Would be defenders of science and so-called ‘evidence-based medicine' seem to have no problem whatsoever issuing criticisms of homeopathy which are completely and totally at variance with the actual data.

Somehow they don't see the irony in calling homeopathy ‘unscientific' even though the criticism is itself not based on any hard evidence. As Dr. Spense has rightfully pointed out, this is a very safe and conventional position – ‘everyone' knows homeopathy is ‘just water' and ‘just placebo'. The critics see no problem substituting conventional wisdom for facts – which is why if you peruse Dr. Spense's article and the subsequent commentary, you will find almost no mention of material facts, just schoolyard slander.

The fact is, the weight of the evidence strongly favors homeopathic remedies being biological active agents.

Nearly all physico-chemical research – conducted by scientists of the very highest skill on earth, such as Rustum Roy and Jayesh Bellare – demonstrates physical properties of homeopathic remedies which are distinct from those of plain water or succussed/diluted water controls. None of the research is completely beyond reproach, but it is nevertheless quite strong and viewed as a whole becomes stronger.

Good medicine: homeopathy

Extreme homeopathic dilutions retain starting materials: A nanoparticulate perspective.

The 'Memory of Water': an almost deciphered enigma. Dissipative structures in extremely dilute aqueous solutions.

The in vitro evidence is similarly strong – with a recent review finding that over 2/3 of all high quality studies demonstrate biological activity of homeopathic remedies. The same is true for nearly 3/4 of all replications.

The in vitro evidence for an effect of high homeopathic potencies--a systematic review of the literature.

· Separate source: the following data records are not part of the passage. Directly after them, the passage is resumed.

#[cfg(test)]
mod tests {
    use super::*;

    const FLAT: &str = r#"[
      {
        "id": "a",
        "title": "Old Town",
        "description": "square",
        "location": "Brasov",
        "imagePath": "/images/tours/a.jpg",
        "createdAt": "2024-01-01T00:00:00Z",
        "infoPoints": [
          { "id": "1", "yaw": 190, "pitch": 120, "title": "Tower", "description": "d", "icon": "building" },
          { "id": "2", "yaw": 10, "pitch": 0, "distance": 300, "title": "Go", "description": "", "icon": "arrow",
            "type": "scene", "linkTo": "b" },
          { "id": "3", "yaw": 0, "pitch": 0, "title": "Empty link", "description": "", "icon": "store",
            "type": "scene", "linkTo": "" }
        ]
      },
      { "id": "b", "title": "Hill", "description": "", "imagePath": "/images/tours/b.jpg", "infoPoints": [] }
    ]"#;

    fn point(id: &str) -> InfoPoint {
        InfoPoint {
            id: id.to_string(),
            position: Spherical::new(0.0, 0.0, 400.0),
            title: "t".into(),
            description: String::new(),
            details: String::new(),
            icon: "store".into(),
            kind: InfoPointKind::Info,
            extra: Map::new(),
        }
    }

    #[test]
    fn parses_flat_data_file() {
        let tour = Tour::from_json(FLAT).unwrap();
        assert_eq!(tour.scenes.len(), 2);
        let a = &tour.scenes[0];
        assert_eq!(a.name, "Old Town");
        assert_eq!(a.image, "/images/tours/a.jpg");

        let tower = &a.info_points[0];
        assert_eq!(tower.position, Spherical::new(-170.0, 90.0, 400.0));
        assert_eq!(tower.icon_kind(), Icon::Building);
        assert_eq!(tower.kind, InfoPointKind::Info);

        let go = &a.info_points[1];
        assert_eq!(go.link_target(), Some("b"));
        assert_eq!(go.position.distance, 300.0);
        assert_eq!(go.icon_kind(), Icon::Generic);

        assert_eq!(a.info_points[2].kind, InfoPointKind::Info);
        assert!(tour.dangling_links().is_empty());
    }

    #[test]
    fn parses_wrapped_locations() {
        let text = r#"{ "locations": [ { "id": "x", "name": "X", "description": "", "image": "x.jpg",
            "infoPoints": [ { "id": "p", "yaw": 0, "pitch": 0, "title": "", "description": "", "icon": "",
            "type": "scene", "linkTo": "nowhere" } ] } ] }"#;
        let tour = Tour::from_json(text).unwrap();
        assert_eq!(tour.scenes[0].name, "X");
        assert_eq!(tour.dangling_links(), vec![("x", "p", "nowhere")]);
    }

    #[test]
    fn saved_json_reads_back() {
        let tour = Tour::from_json(FLAT).unwrap();
        let again = Tour::from_json(&tour.to_json().unwrap()).unwrap();
        assert_eq!(tour, again);
    }

    #[test]
    fn saving_keeps_upload_api_entries_intact() {
        let text = r#"[
          {
            "id": "a",
            "title": "Old Town",
            "description": "square",
            "location": "Brasov",
            "imagePath": "/images/tours/a.jpg",
            "createdAt": "2024-01-01T00:00:00Z",
            "infoPoints": [
              { "id": "1", "yaw": 10, "pitch": 5, "distance": 400, "title": "Tower", "description": "",
                "details": "", "icon": "building", "type": "info", "linkTo": "", "color": "red" },
              { "id": "2", "yaw": -20, "pitch": 0, "distance": 300, "title": "Go", "description": "d",
                "icon": "arrow", "type": "scene", "linkTo": "b" }
            ]
          },
          { "id": "b", "name": "Hill", "description": "", "image": "/images/tours/b.jpg", "infoPoints": [] }
        ]"#;
        let tour = Tour::from_json(text).unwrap();
        assert_eq!(tour.scenes[0].name, "Old Town");
        assert!(tour.scenes[0].keys.title && tour.scenes[0].keys.image_path);
        assert_eq!(tour.scenes[0].info_points[1].link_target(), Some("b"));

        let saved: Value = serde_json::from_str(&tour.to_json().unwrap()).unwrap();
        let original: Value = serde_json::from_str(text).unwrap();
        assert_eq!(saved, original);
    }

    #[test]
    fn edited_entry_keeps_its_key_spelling() {
        let mut tour = Tour::from_json(FLAT).unwrap();
        tour.update_scene_text("a", "New Town", "renamed").unwrap();
        tour.add_info_point("a", point("p9")).unwrap();

        let saved: Value = serde_json::from_str(&tour.to_json().unwrap()).unwrap();
        let entry = &saved[0];
        assert_eq!(entry["title"], "New Town");
        assert_eq!(entry["description"], "renamed");
        assert_eq!(entry["createdAt"], "2024-01-01T00:00:00Z");
        assert_eq!(entry["location"], "Brasov");
        assert!(entry.get("name").is_none());
        assert!(entry.get("image").is_none());
        assert_eq!(entry["infoPoints"].as_array().unwrap().len(), 4);
        assert!(matches!(
            tour.update_scene_text("zzz", "x", ""),
            Err(TourError::UnknownScene(_))
        ));
    }

    #[test]
    fn locations_layout_is_written_back() {
        let text = r#"{ "version": 2, "locations": [ { "id": "x", "name": "X", "description": "",
            "image": "x.jpg", "infoPoints": [] } ] }"#;
        let tour = Tour::from_json(text).unwrap();
        let saved: Value = serde_json::from_str(&tour.to_json().unwrap()).unwrap();
        assert_eq!(saved, serde_json::from_str::<Value>(text).unwrap());
    }

    #[test]
    fn entry_without_image_is_rejected() {
        assert!(Tour::from_json(r#"[{ "id": "a", "name": "A", "infoPoints": [] }]"#).is_err());
    }

    #[test]
    fn edits_info_points() {
        let mut tour = Tour::from_json(FLAT).unwrap();
        tour.add_info_point("b", point("p1")).unwrap();
        assert!(matches!(
            tour.add_info_point("b", point("p1")),
            Err(TourError::DuplicateInfoPoint { .. })
        ));
        assert!(matches!(
            tour.add_info_point("zzz", point("p2")),
            Err(TourError::UnknownScene(_))
        ));

        let mut changed = point("p1");
        changed.title = "renamed".into();
        tour.update_info_point("b", changed).unwrap();
        assert_eq!(tour.scene("b").unwrap().info_points[0].title, "renamed");

        let removed = tour.remove_info_point("b", "p1").unwrap();
        assert_eq!(removed.id, "p1");
        assert!(matches!(
            tour.remove_info_point("b", "p1"),
            Err(TourError::UnknownInfoPoint { .. })
        ));
    }

    #[test]
    fn next_point_id_skips_taken() {
        let mut scene = Tour::from_json(FLAT).unwrap().scenes.remove(1);
        assert_eq!(scene.next_point_id(), "point-1");
        scene.info_points.push(point("point-7"));
        scene.info_points.push(point("custom"));
        assert_eq!(scene.next_point_id(), "point-8");
    }

    #[test]
    fn store_creates_missing_file() {
        let dir = std::env::temp_dir().join(format!("panorama_tour_store_{}", std::process::id()));
        let path = dir.join("tour-data.json");
        let _ = std::fs::remove_dir_all(&dir);

        let mut store = TourStore::open(&path).unwrap();
        assert!(path.exists());
        assert!(store.tour.scenes.is_empty());

        store.tour = Tour::from_json(FLAT).unwrap();
        store.save().unwrap();
        let reopened = TourStore::open(&path).unwrap();
        assert_eq!(reopened.tour, store.tour);

        let _ = std::fs::remove_dir_all(&dir);
    }

    #[test]
    fn bundled_sample_tour_is_consistent() {
        let tour = Tour::from_json(include_str!("../data/tour-data.json")).unwrap();
        assert_eq!(tour.scenes.len(), 2);
        assert!(tour.dangling_links().is_empty());
        let plaza = tour.scene("plaza").unwrap();
        assert_eq!(plaza.info_point("point-2").unwrap().position.distance, DEFAULT_POINT_DISTANCE);
        assert_eq!(plaza.info_point("point-3").unwrap().link_target(), Some("viewpoint"));

        let data = Path::new(env!("CARGO_MANIFEST_DIR")).join("data");
        for scene in &tour.scenes {
            let image = crate::loader::resolve_image_path(&data, &scene.image);
            assert!(image.exists(), "missing sample panorama {}", image.display());
        }
    }
}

The clinical evidence is less consistent, but this is because of the enormous heterogeneity of the literature – with many different types of homeopathy being studied, often by people who know nothing of homeopathy or lack the skills specific to the performance of homeopathic trials. Viewed as a whole, 41% of all RTC's come to positive conclusions, while 52% are inconclusive; 7% are actually negative. These numbers correlate almost precisely with RCT's of conventional medical therapies.

Research, the evidence base.

Systematic reviews have come to positive conclusions for, so far, the following conditions: allergies and upper respiratory infections, childhood diarrhea, influenza treatment, post-operative ileus, rheumatic diseases, seasonal allergic rhinitis, vertigo and most recently, fibromyalgia and chronic fatigue syndrome

Systematic reviews of RCTs in homeopathy.

Homeopathic treatments in psychiatry: a systematic review of randomized placebo-controlled studies.

Homeopathic critics, if they cite any evidence, seem to universally cite only one study – the Shang, et al meta-analysis (Lancet, 2005). They may as well have referenced no data at all, since Shang is an abomination of science – failing nearly every conventional norm for high quality research (e.g. failing to meet multiple QUOROM criteria for systematic reviews) – and basing its conclusions on 8 out of 110 cherry picked trials. No sensitivity analysis was performed, but in subsequent independent assessment, literally every single other manner of assessing the data comes up positive for homeopathy. The 8 selected trials fail the ‘leave one out' cross-validation test – take out the study looking at use of Arnica for soreness in marathon runners (a completely irrelevant research question with zero external validity) and the conclusions reverse dramatically (in favor of homeopathy). In other words, Shang is a sham. But clearly for critics it represents the pinnacle of research science since it supposedly ‘debunks' homeopathy. No mention is ever made of all the other meta-analyses - which come to positive ends and are of far higher quality than Shang.

The conclusions on the effectiveness of homeopathy highly depend on the set of analyzed trials.

The 2005 meta-analysis of homeopathy: the importance of post-publication data.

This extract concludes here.